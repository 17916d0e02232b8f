// SPDX-FileCopyrightText: 2026 Shopkeep Contributors
// SPDX-License-Identifier: MIT OR Apache-2.0

//! Application context: every long-lived component, built once from the
//! configuration and passed explicitly to the commands that need it.

use std::sync::Arc;

use tracing::{info, warn};

use shopkeep_config::ShopkeepConfig;
use shopkeep_core::{HealthStatus, PluginAdapter, ShopkeepError};
use shopkeep_recovery::{
    HandlerRegistry, LogAlertSink, RecoveryQueue, RecoveryService, RecoveryWorker, TaskRepository,
    WorkerSettings, register_builtin_handlers,
};
use shopkeep_storage::{SqliteKv, SqliteStore};
use shopkeep_txn::{TransactionExecutor, TransactionOptions};

/// Everything a command needs, opened once from the loaded configuration.
pub struct AppContext {
    /// The validated configuration.
    pub config: ShopkeepConfig,
    /// Transactional document store.
    pub store: Arc<SqliteStore>,
    /// KV store holding task records and the queue.
    pub kv: Arc<SqliteKv>,
    /// Executor over `store`, used by the built-in repair handlers.
    pub executor: TransactionExecutor,
    pub service: RecoveryService,
    /// Built-in handlers for every task type.
    pub registry: Arc<HandlerRegistry>,
}

impl AppContext {
    /// Open both SQLite adapters on the configured database and wire the
    /// executor, recovery service and built-in repair handlers.
    pub async fn open(config: ShopkeepConfig) -> Result<Self, ShopkeepError> {
        // Opened one after the other so only one connection runs migrations.
        let store = Arc::new(SqliteStore::open(&config.storage).await?);
        let kv = Arc::new(SqliteKv::open(&config.storage).await?);

        let executor = TransactionExecutor::new(store.clone());
        let repository = TaskRepository::from_config(kv.clone(), &config.recovery);
        let queue = RecoveryQueue::from_config(kv.clone(), &config.recovery);
        let service = RecoveryService::new(repository, queue, &config.recovery);

        let mut registry = HandlerRegistry::new();
        let options = TransactionOptions::from_config(&config.executor);
        register_builtin_handlers(&mut registry, &executor, &options);

        info!(
            database = %config.storage.database_path,
            handlers = registry.len(),
            "application context ready"
        );
        Ok(Self {
            config,
            store,
            kv,
            executor,
            service,
            registry: Arc::new(registry),
        })
    }

    /// A worker over the shared queue, numbered `id` in logs.
    pub fn worker(&self, id: usize) -> RecoveryWorker {
        RecoveryWorker::new(
            self.service.repository().clone(),
            self.service.queue().clone(),
            Arc::clone(&self.registry),
            Arc::new(LogAlertSink),
            WorkerSettings::from_config(&self.config.recovery),
        )
        .with_id(id)
    }

    /// Health of the store and KV adapters, in that order.
    pub async fn health(&self) -> Vec<(String, HealthStatus)> {
        let adapters: [&dyn PluginAdapter; 2] = [self.store.as_ref(), self.kv.as_ref()];
        let mut report = Vec::with_capacity(adapters.len());
        for adapter in adapters {
            let status = adapter
                .health_check()
                .await
                .unwrap_or_else(|e| HealthStatus::Unhealthy(e.to_string()));
            report.push((adapter.name().to_string(), status));
        }
        report
    }

    /// Shut both adapters down. Errors are logged, not returned.
    pub async fn close(&self) {
        if let Err(e) = self.store.shutdown().await {
            warn!(error = %e, "store shutdown failed");
        }
        if let Err(e) = self.kv.shutdown().await {
            warn!(error = %e, "kv shutdown failed");
        }
    }
}
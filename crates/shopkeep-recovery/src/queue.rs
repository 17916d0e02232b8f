// SPDX-FileCopyrightText: 2026 Shopkeep Contributors
// SPDX-License-Identifier: MIT OR Apache-2.0

//! FIFO queue of task ids over a key-value list.
//!
//! The queue only carries ids; task state is always read fresh from the
//! [`TaskRepository`](crate::repository::TaskRepository). Delivery is
//! at-least-once, so the same id may be popped more than once.

use std::sync::Arc;
use std::time::Duration;

use tracing::debug;

use shopkeep_config::model::RecoveryConfig;
use shopkeep_core::{KvStore, ShopkeepError};

/// FIFO of task ids in a single KV list. Each id is popped by at most one
/// worker.
#[derive(Clone)]
pub struct RecoveryQueue {
    kv: Arc<dyn KvStore>,
    queue_key: String,
}

impl RecoveryQueue {
    pub fn new(kv: Arc<dyn KvStore>, queue_key: impl Into<String>) -> Self {
        Self {
            kv,
            queue_key: queue_key.into(),
        }
    }

    pub fn from_config(kv: Arc<dyn KvStore>, config: &RecoveryConfig) -> Self {
        Self::new(kv, config.queue_key.clone())
    }

    pub fn queue_key(&self) -> &str {
        &self.queue_key
    }

    /// Append an id to the tail of the queue.
    pub async fn enqueue(&self, id: &str) -> Result<(), ShopkeepError> {
        self.kv.list_push(&self.queue_key, id).await?;
        debug!(task_id = %id, queue = %self.queue_key, "task enqueued");
        Ok(())
    }

    /// Pop the id at the head, waiting up to `timeout`. `None` on timeout.
    pub async fn dequeue(&self, timeout: Duration) -> Result<Option<String>, ShopkeepError> {
        self.kv.list_blocking_pop(&self.queue_key, timeout).await
    }

    /// Number of ids waiting.
    pub async fn depth(&self) -> Result<usize, ShopkeepError> {
        self.kv.list_len(&self.queue_key).await
    }
}
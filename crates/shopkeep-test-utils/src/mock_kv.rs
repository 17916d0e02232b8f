// SPDX-FileCopyrightText: 2026 Shopkeep Contributors
// SPDX-License-Identifier: MIT OR Apache-2.0

//! In-memory key-value store for deterministic testing.
//!
//! Expiry and blocking pops use `tokio::time`, so tests running with a
//! paused clock can advance past TTLs and dequeue timeouts instantly.

use std::collections::{HashMap, VecDeque};
use std::sync::{Arc, Mutex};
use std::time::Duration;

use async_trait::async_trait;
use tokio::sync::Notify;
use tokio::time::Instant;

use shopkeep_core::{AdapterType, HealthStatus, KvStore, PluginAdapter, ShopkeepError};

use crate::lock;

struct Entry {
    value: Vec<u8>,
    ttl: Option<Duration>,
    expires_at: Option<Instant>,
}

impl Entry {
    fn is_live(&self, now: Instant) -> bool {
        self.expires_at.is_none_or(|at| at > now)
    }
}

#[derive(Default)]
struct State {
    entries: HashMap<String, Entry>,
    lists: HashMap<String, VecDeque<String>>,
    fail_pushes: bool,
}

/// An in-memory [`KvStore`].
#[derive(Clone, Default)]
pub struct MockKv {
    state: Arc<Mutex<State>>,
    pushed: Arc<Notify>,
}

impl MockKv {
    /// Create an empty store.
    pub fn new() -> Self {
        Self::default()
    }

    /// Current contents of a list, head first.
    pub fn list(&self, list_key: &str) -> Vec<String> {
        lock(&self.state)
            .lists
            .get(list_key)
            .map(|l| l.iter().cloned().collect())
            .unwrap_or_default()
    }

    /// The TTL an entry was last written with, if it is still live.
    pub fn ttl_of(&self, key: &str) -> Option<Duration> {
        let state = lock(&self.state);
        state
            .entries
            .get(key)
            .filter(|e| e.is_live(Instant::now()))
            .and_then(|e| e.ttl)
    }

    /// Make every `list_push` fail until turned off again.
    pub fn fail_pushes(&self, fail: bool) {
        lock(&self.state).fail_pushes = fail;
    }

    fn try_pop(&self, list_key: &str) -> Option<String> {
        lock(&self.state)
            .lists
            .get_mut(list_key)
            .and_then(VecDeque::pop_front)
    }
}

#[async_trait]
impl PluginAdapter for MockKv {
    fn name(&self) -> &str {
        "mock-kv"
    }

    fn version(&self) -> semver::Version {
        semver::Version::new(0, 1, 0)
    }

    fn adapter_type(&self) -> AdapterType {
        AdapterType::KeyValue
    }

    async fn health_check(&self) -> Result<HealthStatus, ShopkeepError> {
        Ok(HealthStatus::Healthy)
    }

    async fn shutdown(&self) -> Result<(), ShopkeepError> {
        Ok(())
    }
}

#[async_trait]
impl KvStore for MockKv {
    async fn get(&self, key: &str) -> Result<Option<Vec<u8>>, ShopkeepError> {
        let state = lock(&self.state);
        Ok(state
            .entries
            .get(key)
            .filter(|e| e.is_live(Instant::now()))
            .map(|e| e.value.clone()))
    }

    async fn set(
        &self,
        key: &str,
        value: Vec<u8>,
        ttl: Option<Duration>,
    ) -> Result<(), ShopkeepError> {
        let entry = Entry {
            value,
            ttl,
            expires_at: ttl.map(|ttl| Instant::now() + ttl),
        };
        lock(&self.state).entries.insert(key.to_string(), entry);
        Ok(())
    }

    async fn list_push(&self, list_key: &str, value: &str) -> Result<(), ShopkeepError> {
        {
            let mut state = lock(&self.state);
            if state.fail_pushes {
                return Err(ShopkeepError::storage(std::io::Error::other(
                    "injected push failure",
                )));
            }
            state
                .lists
                .entry(list_key.to_string())
                .or_default()
                .push_back(value.to_string());
        }
        self.pushed.notify_waiters();
        Ok(())
    }

    async fn list_blocking_pop(
        &self,
        list_key: &str,
        timeout: Duration,
    ) -> Result<Option<String>, ShopkeepError> {
        let deadline = Instant::now() + timeout;
        loop {
            let mut notified = std::pin::pin!(self.pushed.notified());
            notified.as_mut().enable();

            if let Some(value) = self.try_pop(list_key) {
                return Ok(Some(value));
            }
            if tokio::time::timeout_at(deadline, notified).await.is_err() {
                return Ok(self.try_pop(list_key));
            }
        }
    }

    async fn list_len(&self, list_key: &str) -> Result<usize, ShopkeepError> {
        Ok(lock(&self.state).lists.get(list_key).map_or(0, VecDeque::len))
    }
}
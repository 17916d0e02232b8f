// SPDX-FileCopyrightText: 2026 Shopkeep Contributors
// SPDX-License-Identifier: MIT OR Apache-2.0

//! `task`, `status` and `config` command implementations.

use std::io::IsTerminal;

use colored::Colorize;
use serde::Serialize;
use serde_json::Value;

use shopkeep_config::ShopkeepConfig;
use shopkeep_core::{HealthStatus, ShopkeepError};
use shopkeep_recovery::{RecoveryTask, TaskStatus, TaskType};

use crate::app::AppContext;

/// Parse a payload given on the command line.
pub fn parse_payload(raw: &str) -> Result<Value, ShopkeepError> {
    serde_json::from_str(raw)
        .map_err(|e| ShopkeepError::InvalidArgument(format!("payload is not valid JSON: {e}")))
}

/// `shopkeep task create`
pub async fn task_create(
    ctx: &AppContext,
    task_type: TaskType,
    payload: &str,
    max_retries: Option<u32>,
    json: bool,
) -> Result<RecoveryTask, ShopkeepError> {
    let payload = parse_payload(payload)?;
    let task = ctx
        .service
        .create_task(task_type, payload, max_retries)
        .await?;
    print_task(&task, json)?;
    Ok(task)
}

/// `shopkeep task status`
pub async fn task_status(
    ctx: &AppContext,
    id: &str,
    json: bool,
) -> Result<RecoveryTask, ShopkeepError> {
    let task = ctx.service.get_task(id).await?;
    print_task(&task, json)?;
    Ok(task)
}

/// `shopkeep task cancel`
pub async fn task_cancel(
    ctx: &AppContext,
    id: &str,
    json: bool,
) -> Result<RecoveryTask, ShopkeepError> {
    let task = ctx.service.cancel_task(id).await?;
    print_task(&task, json)?;
    Ok(task)
}

/// Structured output of `shopkeep status --json`.
#[derive(Debug, Serialize)]
pub struct StatusReport {
    /// Path of the SQLite database.
    pub database: String,
    /// One entry per storage adapter.
    pub adapters: Vec<AdapterReport>,
    /// KV list holding queued task ids.
    pub queue_key: String,
    /// Ids waiting in that list.
    pub queue_depth: usize,
}

/// Health of one adapter.
#[derive(Debug, Serialize)]
pub struct AdapterReport {
    /// Adapter name, e.g. `sqlite-store`.
    pub name: String,
    /// `healthy`, `degraded` or `unhealthy`.
    pub status: String,
    /// Reason given for a degraded or unhealthy adapter.
    #[serde(skip_serializing_if = "Option::is_none")]
    pub detail: Option<String>,
}

impl AdapterReport {
    fn new(name: String, health: HealthStatus) -> Self {
        let (status, detail) = match health {
            HealthStatus::Healthy => ("healthy", None),
            HealthStatus::Degraded(why) => ("degraded", Some(why)),
            HealthStatus::Unhealthy(why) => ("unhealthy", Some(why)),
        };
        Self {
            name,
            status: status.to_string(),
            detail,
        }
    }
}

/// Collect adapter health and queue depth.
pub async fn status_report(ctx: &AppContext) -> Result<StatusReport, ShopkeepError> {
    let adapters = ctx
        .health()
        .await
        .into_iter()
        .map(|(name, health)| AdapterReport::new(name, health))
        .collect();
    Ok(StatusReport {
        database: ctx.config.storage.database_path.clone(),
        adapters,
        queue_key: ctx.config.recovery.queue_key.clone(),
        queue_depth: ctx.service.queue_depth().await?,
    })
}

/// `shopkeep status`
pub async fn status(ctx: &AppContext, json: bool, plain: bool) -> Result<(), ShopkeepError> {
    let report = status_report(ctx).await?;
    if json {
        println!("{}", serde_json::to_string_pretty(&report)?);
        return Ok(());
    }

    let use_color = !plain && std::io::stdout().is_terminal();
    println!();
    println!("  shopkeep status");
    println!("  {}", "-".repeat(35));
    println!("    Database: {}", report.database);
    for adapter in &report.adapters {
        let label = match (adapter.status.as_str(), use_color) {
            ("healthy", true) => format!("{} {}", "✓".green(), adapter.status.green()),
            ("degraded", true) => format!("{} {}", "!".yellow(), adapter.status.yellow()),
            (_, true) => format!("{} {}", "✗".red(), adapter.status.red()),
            ("healthy", false) => format!("[OK] {}", adapter.status),
            ("degraded", false) => format!("[WARN] {}", adapter.status),
            (_, false) => format!("[FAIL] {}", adapter.status),
        };
        match &adapter.detail {
            Some(detail) => println!("    {:<14}{label} ({detail})", adapter.name),
            None => println!("    {:<14}{label}", adapter.name),
        }
    }
    println!("    Queue:    {} ({} waiting)", report.queue_key, report.queue_depth);
    println!();
    Ok(())
}

/// `shopkeep config`: print the effective configuration as TOML.
pub fn show_config(config: &ShopkeepConfig) -> Result<(), ShopkeepError> {
    let rendered = toml::to_string_pretty(config)
        .map_err(|e| ShopkeepError::Config(format!("failed to render configuration: {e}")))?;
    print!("{rendered}");
    Ok(())
}

fn print_task(task: &RecoveryTask, json: bool) -> Result<(), ShopkeepError> {
    if json {
        println!("{}", serde_json::to_string_pretty(task)?);
        return Ok(());
    }

    println!("  {}  {}", task.id, status_label(task.status));
    println!("    type:        {}", task.task_type);
    println!("    retries:     {}/{}", task.retry_count, task.max_retries);
    if task.status == TaskStatus::Pending {
        println!("    next retry:  {}", task.next_retry_at.to_rfc3339());
    }
    if !task.error.is_empty() {
        println!("    last error:  {}", task.error);
    }
    println!("    payload:     {}", task.payload);
    println!("    updated:     {}", task.updated_at.to_rfc3339());
    Ok(())
}

fn status_label(status: TaskStatus) -> String {
    let label = status.to_string();
    if !std::io::stdout().is_terminal() {
        return label;
    }
    match status {
        TaskStatus::Completed => label.green().to_string(),
        TaskStatus::Failed => label.red().to_string(),
        TaskStatus::Cancelled => label.dimmed().to_string(),
        TaskStatus::Pending | TaskStatus::Running => label.yellow().to_string(),
    }
}

#[cfg(test)]
mod tests {
    use super::*;

    #[test]
    fn payload_must_be_json() {
        assert!(parse_payload(r#"{"order_id": "o-1"}"#).is_ok());
        let err = parse_payload("order_id=o-1").unwrap_err();
        assert!(matches!(err, ShopkeepError::InvalidArgument(_)));
    }

    #[test]
    fn adapter_report_carries_degradation_detail() {
        let report = AdapterReport::new(
            "sqlite-store".to_string(),
            HealthStatus::Degraded("busy".to_string()),
        );
        let json = serde_json::to_string(&report).unwrap();
        assert!(json.contains("\"status\":\"degraded\""));
        assert!(json.contains("\"detail\":\"busy\""));

        let healthy = AdapterReport::new("sqlite-kv".to_string(), HealthStatus::Healthy);
        let json = serde_json::to_string(&healthy).unwrap();
        assert!(!json.contains("detail"));
    }
}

***

Give solely the number of lines in the data that contain the string "contains".

3